Approximately 80% of households had a member (participant or others) who had their income generation affected by the pandemic (Figure 1). Pandemic-induced household economic shock was slightly higher for young women (81%) than young men (78%). Pandemic-induced household economic shock was significantly correlated with youth and young adult economic dependency status (0·11, p<0·001). While the correlation between pandemic-induced household economic shock and being a dependent was negative and significant (-0·19, p<0·001), the correlations between pandemic-induced household economic shock and being an independent earner was positive and significant (0·15, p<0·001). Pandemic-induced household economic shock was highest among independents (85%). Being an independent woman and experiencing pandemic-induced household economic shock was positively correlated but not significant (0·14, p=0·211), whereas being an independent man and experiencing pandemic-induced household economic shock was both positive and significant (0·26, p<0·001).

Figure 1.

Fig 1

Caption: The figure depicts prevalence of pandemic-induced household economic shock by gender and economic dependency status. The y-axis is percentage of respondents who report their household experienced pandemic-induced economic shock, measured in 2020 as any household member (including the participant) having any disruption to formal or informal income generation due to COVID-19 restrictions. White bars signify overall prevalence, black bars signify prevalence for men, and gray bars signify prevalence for women; bars are separated out by the full sample, dependents only, semi-dependents only, and independents only. Correlations are reported below the bar chart. Using Pearson's correlation coefficient for categorical (full sample) and tetrachoric coefficient for binary (by economic dependency status), we report the correlations between status and household shock among both men and women, among women only, and among men only. P-values for the correlations are noted as: *p<0.05; **p<0.01; ***p<0.001.

Discussion

This first study to apply a gender and life course lens on youth time use during the COVID-19 pandemic finds that time use is highly gendered. Current evidence that young women spend significantly less time on paid work and more time on domestic duties, relative to young men, and these differences remained stable over a six-month period raise significant concerns for gender equity. The gendered domestic labor difference persisted in adjusted models and was evident across dependency levels within the cohort, highlighting stark gender imparity in household labor. Notably, gender differences were not detected in time spent on schoolwork among youth who report school as their main activity; increases in time spent on schoolwork over the six-month interval are promising. The impact of gendered time poverty, and gender gaps in time spent on income generation relative to unpaid household labor, is likely exacerbated by the gender wage gap. These time disparities must be addressed to ensure economic gender equity. This study lacks a pre-pandemic baseline, leaving unanswered questions about the role of the pandemic in the time use disparities identified. Pandemic recovery efforts to rebuild economic stability for youth must consider a gendered lens.

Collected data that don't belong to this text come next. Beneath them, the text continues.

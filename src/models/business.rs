//! # Business Model
//!
//! A business enters the system when its website URL is first submitted to the
//! pipeline and moves through the lead statuses until it either becomes a
//! production customer or declines.

use sea_orm::{ActiveModelBehavior, entity::prelude::*};
use serde::{Deserialize, Serialize};
use utoipa::ToSchema;

#[derive(Clone, Debug, PartialEq, DeriveEntityModel, Serialize, Deserialize)]
#[sea_orm(table_name = "businesses")]
pub struct Model {
    #[sea_orm(primary_key, auto_increment = false)]
    pub id: Uuid,

    pub name: Option<String>,

    /// URL-safe identifier used for the public demo page
    #[sea_orm(unique)]
    pub slug: Option<String>,

    pub website_url: String,
    pub industry: Option<String>,
    pub description: Option<String>,
    pub address: Option<String>,
    pub phone: Option<String>,
    pub email: Option<String>,

    /// JSON array of service names
    #[sea_orm(column_type = "JsonBinary")]
    pub services: Option<Json>,

    /// Free-form opening hours, usually an object keyed by weekday
    #[sea_orm(column_type = "JsonBinary")]
    pub opening_hours: Option<Json>,

    /// Raw markdown returned by the scraper
    pub scraped_markdown: Option<String>,

    pub status: BusinessStatus,

    pub vapi_assistant_id: Option<String>,
    pub voice_id: Option<String>,
    pub customer_id: Option<Uuid>,

    /// Last pipeline failure, cleared when a later run succeeds
    pub error_message: Option<String>,

    pub email_sent_at: Option<DateTimeWithTimeZone>,
    pub created_at: DateTimeWithTimeZone,
    pub updated_at: DateTimeWithTimeZone,
}

#[derive(
    Debug,
    Clone,
    Copy,
    PartialEq,
    Eq,
    Hash,
    EnumIter,
    DeriveActiveEnum,
    Serialize,
    Deserialize,
    ToSchema,
    Default,
)]
#[sea_orm(rs_type = "String", db_type = "Text")]
#[serde(rename_all = "snake_case")]
pub enum BusinessStatus {
    #[sea_orm(string_value = "pending")]
    #[default]
    Pending,

    #[sea_orm(string_value = "scraped")]
    Scraped,

    #[sea_orm(string_value = "agent_created")]
    AgentCreated,

    #[sea_orm(string_value = "email_sent")]
    EmailSent,

    #[sea_orm(string_value = "interested")]
    Interested,

    #[sea_orm(string_value = "contacted")]
    Contacted,

    #[sea_orm(string_value = "customer")]
    Customer,

    #[sea_orm(string_value = "declined")]
    Declined,
}

impl BusinessStatus {
    pub fn as_str(&self) -> &'static str {
        match self {
            BusinessStatus::Pending => "pending",
            BusinessStatus::Scraped => "scraped",
            BusinessStatus::AgentCreated => "agent_created",
            BusinessStatus::EmailSent => "email_sent",
            BusinessStatus::Interested => "interested",
            BusinessStatus::Contacted => "contacted",
            BusinessStatus::Customer => "customer",
            BusinessStatus::Declined => "declined",
        }
    }

    pub fn parse(value: &str) -> Option<Self> {
        match value {
            "pending" => Some(BusinessStatus::Pending),
            "scraped" => Some(BusinessStatus::Scraped),
            "agent_created" => Some(BusinessStatus::AgentCreated),
            "email_sent" => Some(BusinessStatus::EmailSent),
            "interested" => Some(BusinessStatus::Interested),
            "contacted" => Some(BusinessStatus::Contacted),
            "customer" => Some(BusinessStatus::Customer),
            "declined" => Some(BusinessStatus::Declined),
            _ => None,
        }
    }

    /// True once the pipeline has produced an assistant for the business.
    pub fn has_agent(&self) -> bool {
        !matches!(self, BusinessStatus::Pending | BusinessStatus::Scraped)
    }
}

#[derive(Copy, Clone, Debug, EnumIter, DeriveRelation)]
pub enum Relation {
    #[sea_orm(
        belongs_to = "super::customer::Entity",
        from = "Column::CustomerId",
        to = "super::customer::Column::Id",
        on_delete = "SetNull"
    )]
    Customer,

    #[sea_orm(has_many = "super::lead_event::Entity")]
    LeadEvents,

    #[sea_orm(has_many = "super::phone_number::Entity")]
    PhoneNumbers,
}

impl Related<super::customer::Entity> for Entity {
    fn to() -> RelationDef {
        Relation::Customer.def()
    }
}

impl Related<super::lead_event::Entity> for Entity {
    fn to() -> RelationDef {
        Relation::LeadEvents.def()
    }
}

impl Related<super::phone_number::Entity> for Entity {
    fn to() -> RelationDef {
        Relation::PhoneNumbers.def()
    }
}

impl ActiveModelBehavior for ActiveModel {}

impl Model {
    /// Production businesses are linked to a customer and have been activated.
    pub fn is_production(&self) -> bool {
        self.production_customer_id().is_some()
    }

    /// The owning customer, for production businesses only.
    pub fn production_customer_id(&self) -> Option<Uuid> {
        self.customer_id
            .filter(|_| self.status == BusinessStatus::Customer)
    }

    /// Emailing a demo or activating requires an assistant and a demo slug.
    pub fn is_demo_ready(&self) -> bool {
        self.vapi_assistant_id.is_some() && self.slug.is_some()
    }

    pub fn service_names(&self) -> Vec<String> {
        self.services
            .as_ref()
            .and_then(|value| value.as_array())
            .map(|items| {
                items
                    .iter()
                    .filter_map(|item| item.as_str().map(str::to_string))
                    .collect()
            })
            .unwrap_or_default()
    }

    pub fn display_name(&self) -> &str {
        self.name.as_deref().unwrap_or(&self.website_url)
    }
}

/// Business as returned by the admin API (scraped markdown omitted)
#[derive(Debug, Clone, Serialize, Deserialize, ToSchema)]
pub struct BusinessResponse {
    pub id: Uuid,
    pub name: Option<String>,
    pub slug: Option<String>,
    pub website_url: String,
    pub industry: Option<String>,
    pub description: Option<String>,
    pub address: Option<String>,
    pub phone: Option<String>,
    pub email: Option<String>,
    pub services: Vec<String>,
    pub opening_hours: Option<serde_json::Value>,
    pub status: BusinessStatus,
    pub vapi_assistant_id: Option<String>,
    pub voice_id: Option<String>,
    pub customer_id: Option<Uuid>,
    pub error_message: Option<String>,
    #[schema(value_type = Option<String>, example = "2025-06-01T12:00:00Z")]
    pub email_sent_at: Option<DateTimeWithTimeZone>,
    #[schema(value_type = String, example = "2025-06-01T12:00:00Z")]
    pub created_at: DateTimeWithTimeZone,
    #[schema(value_type = String, example = "2025-06-01T12:05:00Z")]
    pub updated_at: DateTimeWithTimeZone,
}

impl From<Model> for BusinessResponse {
    fn from(model: Model) -> Self {
        let services = model.service_names();
        Self {
            id: model.id,
            name: model.name,
            slug: model.slug,
            website_url: model.website_url,
            industry: model.industry,
            description: model.description,
            address: model.address,
            phone: model.phone,
            email: model.email,
            services,
            opening_hours: model.opening_hours,
            status: model.status,
            vapi_assistant_id: model.vapi_assistant_id,
            voice_id: model.voice_id,
            customer_id: model.customer_id,
            error_message: model.error_message,
            email_sent_at: model.email_sent_at,
            created_at: model.created_at,
            updated_at: model.updated_at,
        }
    }
}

Gender differences in time use varied by life stage, approximated here by economic dependency status. As commonly seen, the transition away from full economic reliance on parents is gendered, with young men far more likely to be economically self-sufficient.31 Young men are likely to be either fully dependent on parents or prime earners, with young women far more likely to be semi-dependent (i.e., partial dependency on others and not the prime household earner). Further, pre-pandemic main activity (employee, student, caregiver, etc.) differs significantly by gender overall, yet within dependency groups we do not find significant gendered differences, suggesting economic dependency status may account for gendered differences in main activity. Among youth who were dependent on parents six months prior, no gender differences were noted in time spent on schooling and paid labor. Gender disparity in time use increases among young people who became semi or fully independent; for instance, young women who have transitioned to economic independence spend significantly less hours on paid work than their male counterparts and domestic labor appears to substitute for this time. The gender disparities in paid labor are found among youth that have partially or fully transitioned out of parental economic dependency; by contrast, gender differences in domestic labor are persistent across the adolescent life course.

Pandemic-induced household economic shock was correlated with adolescent and young adult economic dependency. This finding is aligned with trends seen in other areas of the world, such as in the US where the Pew Research Center found in 2020 the share of young adults ages 18-29 living with their parents rose to levels not seen since the Great Depression, at around 52%.32 While we are not able to confirm temporality, our data suggest youth dependency status in Nairobi approximately five months after the pandemic onset could be partly shaped by the economic disruption of COVID-19. Correspondingly, full parental dependency was negatively correlated with pandemic-induced household economic shock, suggesting that pandemic disruptions were less common among households with parents, or older adults, as the main earners. This group is also where we see the smallest gendered differences in time use. Conversely, being a young male household prime earner was correlated with pandemic-induced household economic shock; it is plausible that these young men took on the economic responsibility for the household when the disruption occurred. Our study is one of the first to link youth economic dependency in the context of widespread economic shock with time use. Future research should more closely assess effects of pandemic disruption on youth economic dependency, given gendered implications for youth time use and skills development.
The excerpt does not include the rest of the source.